Lost in La Mancha

yesterdocs

Lost in La Mancha. Low Key Productions 2002.
Lost in La Mancha. Low Key Productions 2002.

Before watching the movie:

For years, Terry Gilliam has wanted to make a Don Quixote movie. And for decades, it’s been in development hell. Except once, it actually went into production. And never came out. This is the story of Terry Gilliam’s impossible dream.

I always thought Gilliam made this documentary himself when production fell apart, but it’s attributed to a couple of other directors. Makes sense, I guess. He’s too busy making weird movies (or at least trying) to make a documentary.

Apparently the title for Gilliam’s movie is The Man Who Killed Don Quixote. I always thought it was going to just be Cervantes’s story with a Gilliam bent, but that title sounds like he intended to at least tell a new frame story. I am unfortunately not familiar enough with Quixote to know how the original story ends, but I expect it’s a classical tragedy. So it might yet not be an original story on Gilliam’s part.

After watching the movie:

After a decade of development, Terry Gilliam has finally managed to secure backing and casting for his adaptation of Don Quixote. Notorious for budget overruns on films too risky for Hollywood, he’s had to accept a budget of half what he hoped for, on a schedule stretched just as thin. But he has his dream Quixote in French actor Jean Rochefort, who has the look, dignity, and comedic timing he wants, and who even spent months learning English to do the movie. He has box office draws in the supporting cast like Johnny Depp, and he has a team of European filmmakers and his close colleagues. Costumes and test footage look amazing. Then production starts, and calamity after calamity strikes. Every production has setbacks. But a production built on so many compromises from the start just can’t be resilient enough to meet so many.

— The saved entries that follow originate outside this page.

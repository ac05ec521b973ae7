//! Extraction of named columns from `jstat` output.
//!
//! Pure functions over the captured text, testable with string inputs.
//! The header row is not interpreted: columns are picked by position.

use std::fmt;

use super::mode::ColumnMapping;

/// Line index of the data row. A single target yields one header line and one data line.
const DATA_ROW: usize = 1;

/// Error type for extraction failures.
#[derive(Debug, Clone, PartialEq)]
pub enum ParseError {
    /// Output has no line after the header.
    MissingDataRow,
    /// A mapped column lies past the last token of the data row.
    ColumnOutOfRange { column: usize, available: usize },
    /// A mapped column holds something that is not a number.
    MalformedField { column: usize, token: String },
}

impl fmt::Display for ParseError {
    fn fmt(&self, f: &mut fmt::Formatter<'_>) -> fmt::Result {
        match self {
            ParseError::MissingDataRow => write!(f, "no data row after header"),
            ParseError::ColumnOutOfRange { column, available } => write!(
                f,
                "column {} out of range: data row has {} fields",
                column, available
            ),
            ParseError::MalformedField { column, token } => {
                write!(f, "column {} is not a number: {:?}", column, token)
            }
        }
    }
}

impl std::error::Error for ParseError {}

/// A single extracted value.
#[derive(Debug, Clone, PartialEq)]
pub struct Observation {
    pub name: &'static str,
    pub value: f64,
}

/// Returns the data row of `jstat` output, if any.
pub fn data_row(content: &str) -> Option<&str> {
    content
        .split('\n')
        .nth(DATA_ROW)
        .map(|line| line.trim_end_matches('\r'))
}

/// Extracts every named column of `mapping` from `content`.
///
/// Ignored positions are never read, so a mapping may be longer than the row
/// as long as its trailing entries are ignored. Either every named field is
/// returned or an error is.
pub fn extract(content: &str, mapping: ColumnMapping) -> Result<Vec<Observation>, ParseError> {
    let row = data_row(content).ok_or(ParseError::MissingDataRow)?;
    let fields: Vec<&str> = row.split_whitespace().collect();

    let mut observations = Vec::with_capacity(mapping.len());
    for (column, name) in mapping.iter().enumerate() {
        let Some(name) = *name else {
            continue;
        };

        let token = fields.get(column).ok_or(ParseError::ColumnOutOfRange {
            column,
            available: fields.len(),
        })?;

        let value: f64 = token.parse().map_err(|_| ParseError::MalformedField {
            column,
            token: (*token).to_string(),
        })?;

        observations.push(Observation { name, value });
    }

    Ok(observations)
}

#[cfg(test)]
mod tests {
    use super::*;
    use crate::collector::jstat::mode::ReportMode;

    fn value_of(obs: &[Observation], name: &str) -> Option<f64> {
        obs.iter().find(|o| o.name == name).map(|o| o.value)
    }

    #[test]
    fn test_extract_gccapacity() {
        let content = "\
 NGCMN    NGCMX     NGC     S0C   S1C       EC      OGCMN      OGCMX       OGC         OC       MCMN     MCMX      MC     CCSMN    CCSMX     CCSC    YGC    FGC
  1024.0   1024.0  8192.0  512.0 512.0  7168.0  20480.0  349568.0  20480.0  20480.0   0.0 1056768.0  4864.0   0.0 1048576.0  512.0      5     2
";
        let obs = extract(content, ReportMode::Capacity.columns()).unwrap();

        assert_eq!(obs.len(), 18);
        assert_eq!(value_of(&obs, "ngcmn"), Some(1024.0));
        assert_eq!(value_of(&obs, "ngcmx"), Some(1024.0));
        assert_eq!(value_of(&obs, "ngc"), Some(8192.0));
        assert_eq!(value_of(&obs, "s0c"), Some(512.0));
        assert_eq!(value_of(&obs, "ec"), Some(7168.0));
        assert_eq!(value_of(&obs, "ogcmx"), Some(349568.0));
        assert_eq!(value_of(&obs, "mcmx"), Some(1056768.0));
        assert_eq!(value_of(&obs, "ccsc"), Some(512.0));
        assert_eq!(value_of(&obs, "ygc"), Some(5.0));
        assert_eq!(value_of(&obs, "fgc"), Some(2.0));
    }

    #[test]
    fn test_extract_gcold_only_mapped_columns() {
        let content = "\
   MC       MU      CCSC     CCSU       OC          OU       YGC    FGC    FGCT     GCT
  4864.0   512.3    512.0    380.1     20480.0    900.7      5     2    0.041    0.083
";
        let obs = extract(content, ReportMode::Old.columns()).unwrap();

        assert_eq!(
            obs,
            vec![
                Observation {
                    name: "mu",
                    value: 512.3
                },
                Observation {
                    name: "ou",
                    value: 900.7
                },
            ]
        );
    }

    #[test]
    fn test_extract_gcnew() {
        let content = "\
 S0C    S1C    S0U    S1U   TT MTT  DSS      EC       EU     YGC     YGCT
 512.0  512.0    0.0  128.5 15  15  512.0   7168.0   3021.4      5    0.042
";
        let obs = extract(content, ReportMode::New.columns()).unwrap();

        assert_eq!(obs.len(), 6);
        assert_eq!(value_of(&obs, "s0u"), Some(0.0));
        assert_eq!(value_of(&obs, "s1u"), Some(128.5));
        assert_eq!(value_of(&obs, "tt"), Some(15.0));
        assert_eq!(value_of(&obs, "mtt"), Some(15.0));
        assert_eq!(value_of(&obs, "dss"), Some(512.0));
        assert_eq!(value_of(&obs, "eu"), Some(3021.4));
        assert_eq!(value_of(&obs, "ec"), None);
    }

    #[test]
    fn test_extract_summary_with_concurrent_gc_columns() {
        let content = "\
 S0C    S1C    S0U    S1U      EC       EU        OC         OU       MC     MU    CCSC   CCSU   YGC     YGCT    FGC    FGCT    CGC    CGCT     GCT
 0.0   2048.0  0.0   2048.0  18432.0   4096.0   14336.0    3512.2  6144.0 5823.9 640.0  553.6     3    0.012   0      0.000   2      0.003    0.015
";
        let obs = extract(content, ReportMode::Summary.columns()).unwrap();

        assert_eq!(obs.len(), 17);
        assert_eq!(value_of(&obs, "ygc"), Some(3.0));
        assert_eq!(value_of(&obs, "fgct"), Some(0.0));
        // Position 16 is CGC on JDK 11+; the layout is positional, not header-aware.
        assert_eq!(value_of(&obs, "gct"), Some(2.0));
    }

    #[test]
    fn test_extract_dash_in_mapped_column() {
        // jstat prints `-` for a column the running collector does not report.
        let content = "MC MU CCSC CCSU OC OU\n4864.0 - 512.0 380.1 20480.0 900.7\n";

        assert_eq!(
            extract(content, ReportMode::Old.columns()),
            Err(ParseError::MalformedField {
                column: 1,
                token: "-".to_string()
            })
        );
    }

    #[test]
    fn test_extract_dash_in_ignored_column() {
        let content = "MC MU CCSC CCSU OC OU\n- 512.3 - - 20480.0 900.7\n";
        let obs = extract(content, ReportMode::Old.columns()).unwrap();

        assert_eq!(value_of(&obs, "mu"), Some(512.3));
        assert_eq!(value_of(&obs, "ou"), Some(900.7));
    }

    #[test]
    fn test_extract_short_row() {
        let content = "MC MU CCSC CCSU OC OU\n4864.0 512.3 512.0\n";
        let err = extract(content, ReportMode::Old.columns()).unwrap_err();

        assert_eq!(
            err,
            ParseError::ColumnOutOfRange {
                column: 5,
                available: 3
            }
        );
    }

    #[test]
    fn test_extract_trailing_ignored_columns_not_required() {
        // gcold maps nothing past OU, so a six-field row is enough.
        let content = "MC MU CCSC CCSU OC OU\n4864.0 512.3 512.0 380.1 20480.0 900.7\n";
        let obs = extract(content, ReportMode::Old.columns()).unwrap();

        assert_eq!(obs.len(), 2);
    }

    #[test]
    fn test_extract_malformed_field() {
        let content = "MC MU CCSC CCSU OC OU\n4864.0 abc 512.0 380.1 20480.0 900.7\n";
        let err = extract(content, ReportMode::Old.columns()).unwrap_err();

        assert_eq!(
            err,
            ParseError::MalformedField {
                column: 1,
                token: "abc".to_string()
            }
        );
    }

    #[test]
    fn test_extract_malformed_ignored_field_is_not_read() {
        let content = "MC MU CCSC CCSU OC OU\nbogus 512.3 x y z 900.7\n";
        let obs = extract(content, ReportMode::Old.columns()).unwrap();

        assert_eq!(value_of(&obs, "mu"), Some(512.3));
        assert_eq!(value_of(&obs, "ou"), Some(900.7));
    }

    #[test]
    fn test_extract_header_only() {
        let err = extract("S0C S1C\n", ReportMode::Summary.columns()).unwrap_err();
        assert_eq!(
            err,
            ParseError::ColumnOutOfRange {
                column: 0,
                available: 0
            }
        );

        let err = extract("S0C S1C", ReportMode::Summary.columns()).unwrap_err();
        assert_eq!(err, ParseError::MissingDataRow);

        let err = extract("", ReportMode::Summary.columns()).unwrap_err();
        assert_eq!(err, ParseError::MissingDataRow);
    }

    #[test]
    fn test_extract_reads_only_first_data_row() {
        let content = "MC MU CCSC CCSU OC OU\n1 2 3 4 5 6\n10 20 30 40 50 60\n";
        let obs = extract(content, ReportMode::Old.columns()).unwrap();

        assert_eq!(value_of(&obs, "mu"), Some(2.0));
        assert_eq!(value_of(&obs, "ou"), Some(6.0));
    }

    #[test]
    fn test_extract_crlf() {
        let content = "MC MU CCSC CCSU OC OU\r\n1 2 3 4 5 6\r\n";
        let obs = extract(content, ReportMode::Old.columns()).unwrap();

        assert_eq!(value_of(&obs, "ou"), Some(6.0));
    }

    #[test]
    fn test_extract_is_idempotent() {
        let content = "MC MU CCSC CCSU OC OU\n4864.0 512.3 512.0 380.1 20480.0 900.7\n";
        let first = extract(content, ReportMode::Old.columns()).unwrap();
        let second = extract(content, ReportMode::Old.columns()).unwrap();

        assert_eq!(first, second);
    }

    #[test]
    fn test_parse_error_display() {
        let err = ParseError::ColumnOutOfRange {
            column: 5,
            available: 3,
        };
        assert_eq!(
            err.to_string(),
            "column 5 out of range: data row has 3 fields"
        );
    }
}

This is probably painful to watch even without a background in film, but this documentary shows a production plagued from the beginning, even before the disaster of a first week and problems with cast availability. That first day is brutal. They ship out to an exterior location, discover that their extras are unrehearsed for a choreographed scene, learn that of course they were misled about how often NATO uses the nearby bombing range (compromises, compromises), and then… God Almighty weighs in on Gilliam’s filmmaking. And yet with their already ridiculously tenuous plans in shambles on day one, the show must still go on. I don’t know how you come back from that. Apparently, neither do they, but they try anyway.

The film and Gilliam make much of a “Quixote Curse”, but only one example is offered: Orson Welles’s passion project that he kept working on for years after the death of his star. But it looks like there are plenty of examples of successful mountings of Quixote. The disasters of the movie could have been avoided if more compromises were made on the creative side and fewer on the business side, but this is beyond just gambling that everything will go right and it doesn’t. This is beyond the typical struggles of a Gilliam film. If the story isn’t cursed, this script in particular is.

As someone not involved in or interested in the financial and legal side of the film industry, I don’t have any problem understanding the movie being subject to unhappy investors and insurance settlements, but I’m baffled at what kind of arrangement could result in an aborted project turning over the rights to the script itself as, I guess collateral to the insurance company. Especially since it sounds like they’re just going to sit on it without trying to sell it to anybody, which is the only use I can think of to acquire the rights to a script one has neither the equipment nor the inclination to produce. My best guess is that the idea is that they’re holding it instead of a cash forfeit, since Gilliam was able to buy it back from them. And move on to being further cursed by it.

I feel like there’s an attempt to parallel Gilliam’s journey on the cursed production with Quixote’s misadventures. But I don’t think it was very well-made. It directly states the commonly known idea that Gilliam’s movies are about dreamers that express elements of himself, and then… his uncompromising vision is his tilting at windmills? He’s playing at making a film without prudence? He doesn’t get along well with reality? There doesn’t seem to be a strong thematic point. There doesn’t have to be, but it seems like there wants to be.

Essentially, all this is is the chronicle of a production that hit a string of merciless bad luck and failed. That’s a story that isn’t often told, and one that is important for filmmakers to see. All of the productions I’ve been on of varying sizes have had their problems to solve, and they’ve seemed better at solving them, but they also didn’t have the scale of the problems. I don’t think Gilliam is ever going to give up on this dream, but I also don’t think it’s ever going to be realized.